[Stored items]

****************

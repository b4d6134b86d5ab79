// SPDX-License-Identifier: MPL-2.0
//! Downloaded calendar artwork ready for display.

use crate::error::Result;
use iced::widget::image;
use std::io::Cursor;

#[derive(Debug, Clone)]
pub struct ImageData {
    pub handle: image::Handle,
    pub width: u32,
    pub height: u32,
}

impl ImageData {
    /// Wraps encoded bytes (JPEG, PNG, WebP) after probing their dimensions.
    ///
    /// Only the header is parsed here; iced decodes the pixels when the
    /// handle is first drawn.
    pub fn from_encoded(bytes: Vec<u8>) -> Result<Self> {
        let (width, height) = read_dimensions(&bytes)?;
        Ok(Self {
            handle: image::Handle::from_bytes(bytes),
            width,
            height,
        })
    }

    /// Creates image data from raw RGBA pixels.
    #[must_use]
    pub fn from_rgba(width: u32, height: u32, pixels: Vec<u8>) -> Self {
        Self {
            handle: image::Handle::from_rgba(width, height, pixels),
            width,
            height,
        }
    }

    /// Memory footprint once decoded to RGBA.
    #[must_use]
    pub fn decoded_size_bytes(&self) -> usize {
        (self.width as usize) * (self.height as usize) * 4
    }

    /// Width divided by height, or 1 for a degenerate image.
    #[must_use]
    pub fn aspect_ratio(&self) -> f32 {
        if self.height == 0 {
            1.0
        } else {
            self.width as f32 / self.height as f32
        }
    }
}

/// Reads the pixel dimensions from an encoded image header.
pub fn read_dimensions(bytes: &[u8]) -> Result<(u32, u32)> {
    let reader = image_rs::ImageReader::new(Cursor::new(bytes)).with_guessed_format()?;
    Ok(reader.into_dimensions()?)
}

#[cfg(test)]
pub(crate) fn encode_test_png(width: u32, height: u32) -> Vec<u8> {
    let pixels = image_rs::RgbaImage::from_pixel(width, height, image_rs::Rgba([245, 158, 11, 255]));
    let mut bytes = Cursor::new(Vec::new());
    pixels
        .write_to(&mut bytes, image_rs::ImageFormat::Png)
        .expect("encode test png");
    bytes.into_inner()
}
// SPDX-License-Identifier: MPL-2.0
//! Container styles.

use crate::ui::design_tokens::{opacity, palette, radius, shadow};
use crate::ui::notifications::Severity;
use iced::widget::container;
use iced::{Background, Border, Color, Theme};

/// Floating panel surface (year picker, info panel).
///
/// The color is derived from the active Iced `Theme` background, with a slight
/// opacity, so panels stay readable in both light and dark modes.
pub fn panel(theme: &Theme) -> container::Style {
    let palette = theme.extended_palette();
    let base = palette.background.base.color;

    container::Style {
        background: Some(Background::Color(Color {
            a: opacity::SURFACE,
            ..base
        })),
        text_color: Some(palette.background.base.text),
        border: Border {
            color: theme.palette().primary,
            width: 1.0,
            radius: radius::LG.into(),
        },
        shadow: shadow::LG,
        ..Default::default()
    }
}

/// Header bar along the top of the window.
pub fn header(theme: &Theme) -> container::Style {
    let palette = theme.extended_palette();
    container::Style {
        background: Some(Background::Color(palette.background.weak.color)),
        text_color: Some(palette.background.weak.text),
        shadow: shadow::SM,
        ..Default::default()
    }
}

/// Area behind the calendar page.
pub fn page(theme: &Theme) -> container::Style {
    let palette = theme.extended_palette();
    container::Style {
        background: Some(Background::Color(palette.background.base.color)),
        ..Default::default()
    }
}

/// Small pill showing which face is displayed.
pub fn badge(theme: &Theme) -> container::Style {
    container::Style {
        background: Some(Background::Color(theme.palette().primary)),
        text_color: Some(palette::WHITE),
        border: Border {
            radius: radius::FULL.into(),
            ..Default::default()
        },
        ..Default::default()
    }
}

/// Toast notification with a colored accent border.
pub fn toast(severity: Severity) -> impl Fn(&Theme) -> container::Style {
    move |theme: &Theme| {
        let palette = theme.extended_palette();
        container::Style {
            background: Some(Background::Color(palette.background.strong.color)),
            text_color: Some(palette.background.strong.text),
            border: Border {
                color: severity.color(),
                width: 2.0,
                radius: radius::MD.into(),
            },
            shadow: shadow::SM,
            ..Default::default()
        }
    }
}
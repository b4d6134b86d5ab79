// SPDX-License-Identifier: MPL-2.0
//! Canvas that draws the two faces of a calendar page with the flip layout,
//! the zoom transform and the navigation fade applied.
//!
//! The canvas also captures pointer input inside its bounds and publishes it
//! as [`pointer::Message`]s, so gestures never start on the header or the
//! control bar.

use crate::media::ImageData;
use crate::ui::viewer::subcomponents::flip::FaceLayout;
use crate::ui::viewer::subcomponents::pointer;
use iced::widget::canvas::{self, Canvas, Frame, Geometry, Path, Stroke};
use iced::widget::Action;
use iced::{mouse, touch, Color, Element, Length, Point, Rectangle, Renderer, Size, Theme, Vector};
use std::time::Instant;

/// One face ready to draw.
#[derive(Debug, Clone)]
pub struct Face {
    pub image: Option<ImageData>,
    pub layout: FaceLayout,
}

/// Everything the canvas needs for one frame.
pub struct CalendarCanvas<Message> {
    front: Face,
    back: Face,
    /// Draw the back face above the front one.
    back_on_top: bool,
    scale: f32,
    pan: Vector,
    opacity: f32,
    /// Show the broken-image glyph when the active face has no image.
    broken: bool,
    glyph_color: Color,
    on_pointer: fn(pointer::Message) -> Message,
}

impl<Message> CalendarCanvas<Message> {
    #[must_use]
    pub fn new(front: Face, back: Face, on_pointer: fn(pointer::Message) -> Message) -> Self {
        Self {
            front,
            back,
            back_on_top: false,
            scale: 1.0,
            pan: Vector::ZERO,
            opacity: 1.0,
            broken: false,
            glyph_color: Color::from_rgb(0.5, 0.5, 0.5),
            on_pointer,
        }
    }

    #[must_use]
    pub fn back_on_top(mut self, back_on_top: bool) -> Self {
        self.back_on_top = back_on_top;
        self
    }

    #[must_use]
    pub fn zoom(mut self, scale: f32, pan: Vector) -> Self {
        self.scale = scale;
        self.pan = pan;
        self
    }

    #[must_use]
    pub fn opacity(mut self, opacity: f32) -> Self {
        self.opacity = opacity.clamp(0.0, 1.0);
        self
    }

    #[must_use]
    pub fn broken(mut self, broken: bool, glyph_color: Color) -> Self {
        self.broken = broken;
        self.glyph_color = glyph_color;
        self
    }

    pub fn into_element<'a>(self) -> Element<'a, Message>
    where
        Message: 'a,
    {
        Canvas::new(self)
            .width(Length::Fill)
            .height(Length::Fill)
            .into()
    }

    fn draw_face(&self, frame: &mut Frame, face: &Face, area: Size) {
        let Some(image) = &face.image else {
            return;
        };
        let alpha = face.layout.opacity * self.opacity;
        if alpha <= 0.0 {
            return;
        }
        let rect = face_rect(
            Size::new(image.width as f32, image.height as f32),
            area,
            face.layout,
            self.scale,
            self.pan,
        );
        frame.draw_image(
            rect,
            canvas::Image::new(image.handle.clone()).opacity(alpha),
        );
    }

    fn draw_broken_glyph(&self, frame: &mut Frame) {
        let center = frame.center();
        let side = frame.width().min(frame.height()).min(96.0) * 0.6;
        let origin = Point::new(center.x - side / 2.0, center.y - side / 2.0);
        let stroke = Stroke::default()
            .with_width(3.0)
            .with_color(Color { a: 0.8 * self.opacity, ..self.glyph_color });

        frame.stroke(&Path::rectangle(origin, Size::new(side, side)), stroke);
        let crack = Path::new(|builder| {
            builder.move_to(Point::new(origin.x + side * 0.55, origin.y));
            builder.line_to(Point::new(origin.x + side * 0.4, origin.y + side * 0.35));
            builder.line_to(Point::new(origin.x + side * 0.6, origin.y + side * 0.6));
            builder.line_to(Point::new(origin.x + side * 0.45, origin.y + side));
        });
        frame.stroke(&crack, stroke);
        frame.fill(
            &Path::circle(Point::new(origin.x + side * 0.25, origin.y + side * 0.25), side * 0.08),
            Color { a: 0.8 * self.opacity, ..self.glyph_color },
        );
    }
}

impl<Message> canvas::Program<Message> for CalendarCanvas<Message> {
    /// Whether the left button went down inside the canvas and is still held.
    type State = bool;

    fn update(
        &self,
        mouse_held: &mut Self::State,
        event: &iced::Event,
        bounds: Rectangle,
        cursor: mouse::Cursor,
    ) -> Option<Action<Message>> {
        let message = match event {
            iced::Event::Touch(touch::Event::FingerPressed { id, position }) => {
                if !bounds.contains(*position) {
                    return None;
                }
                pointer::Message::FingerPressed {
                    id: *id,
                    position: *position,
                    now: Instant::now(),
                }
            }
            iced::Event::Touch(touch::Event::FingerMoved { id, position }) => {
                pointer::Message::FingerMoved {
                    id: *id,
                    position: *position,
                    now: Instant::now(),
                }
            }
            iced::Event::Touch(touch::Event::FingerLifted { id, position }) => {
                pointer::Message::FingerLifted {
                    id: *id,
                    position: *position,
                    now: Instant::now(),
                }
            }
            iced::Event::Touch(touch::Event::FingerLost { id, .. }) => {
                pointer::Message::FingerLost { id: *id }
            }
            iced::Event::Mouse(mouse::Event::CursorMoved { position }) => {
                if !*mouse_held && !bounds.contains(*position) {
                    return None;
                }
                // Not captured so hover states elsewhere keep working.
                return Some(Action::publish((self.on_pointer)(
                    pointer::Message::CursorMoved {
                        position: *position,
                        now: Instant::now(),
                    },
                )));
            }
            iced::Event::Mouse(mouse::Event::ButtonPressed(mouse::Button::Left)) => {
                cursor.position_in(bounds)?;
                *mouse_held = true;
                pointer::Message::MousePressed { now: Instant::now() }
            }
            iced::Event::Mouse(mouse::Event::ButtonReleased(mouse::Button::Left)) => {
                if !*mouse_held {
                    return None;
                }
                *mouse_held = false;
                pointer::Message::MouseReleased { now: Instant::now() }
            }
            iced::Event::Mouse(mouse::Event::WheelScrolled { delta }) => {
                cursor.position_in(bounds)?;
                pointer::Message::Wheel(*delta)
            }
            _ => return None,
        };

        Some(Action::publish((self.on_pointer)(message)).and_capture())
    }

    fn draw(
        &self,
        _state: &Self::State,
        renderer: &Renderer,
        _theme: &Theme,
        bounds: Rectangle,
        _cursor: mouse::Cursor,
    ) -> Vec<Geometry> {
        let mut frame = Frame::new(renderer, bounds.size());
        let area = bounds.size();

        let (bottom, top) = if self.back_on_top {
            (&self.front, &self.back)
        } else {
            (&self.back, &self.front)
        };
        self.draw_face(&mut frame, bottom, area);
        self.draw_face(&mut frame, top, area);

        if self.broken {
            self.draw_broken_glyph(&mut frame);
        }

        vec![frame.into_geometry()]
    }

    fn mouse_interaction(
        &self,
        _state: &Self::State,
        bounds: Rectangle,
        cursor: mouse::Cursor,
    ) -> mouse::Interaction {
        if cursor.is_over(bounds) && self.scale > 1.0 {
            mouse::Interaction::Grab
        } else {
            mouse::Interaction::default()
        }
    }
}

/// Size of `image` scaled to fit inside `area` without cropping.
#[must_use]
pub fn fit_contain(image: Size, area: Size) -> Size {
    if image.width <= 0.0 || image.height <= 0.0 {
        return Size::ZERO;
    }
    let ratio = (area.width / image.width).min(area.height / image.height);
    Size::new(image.width * ratio, image.height * ratio)
}

/// Rectangle, relative to the canvas, where a face is drawn.
///
/// The face is fitted to `area`, scaled about the center by its flip layout
/// and the zoom scale, then shifted by the flip offset and the zoom pan.
#[must_use]
pub fn face_rect(image: Size, area: Size, layout: FaceLayout, scale: f32, pan: Vector) -> Rectangle {
    let fitted = fit_contain(image, area);
    let factor = layout.scale * scale;
    let size = Size::new(fitted.width * factor, fitted.height * factor);
    let center = Point::new(
        area.width / 2.0 + layout.translate_x + pan.x,
        area.height / 2.0 + pan.y,
    );
    Rectangle::new(
        Point::new(center.x - size.width / 2.0, center.y - size.height / 2.0),
        size,
    )
}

****************

To do ::
All that belongs in your answer is the stretch of entries above from the line with "let base = palette.background.base.color;" through the line with "pub fn header(theme: &Theme)", printed exactly.

Output of the task ::
    let base = palette.background.base.color;

    container::Style {
        background: Some(Background::Color(Color {
            a: opacity::SURFACE,
            ..base
        })),
        text_color: Some(palette.background.base.text),
        border: Border {
            color: theme.palette().primary,
            width: 1.0,
            radius: radius::LG.into(),
        },
        shadow: shadow::LG,
        ..Default::default()
    }
}

/// Header bar along the top of the window.
pub fn header(theme: &Theme) -> container::Style {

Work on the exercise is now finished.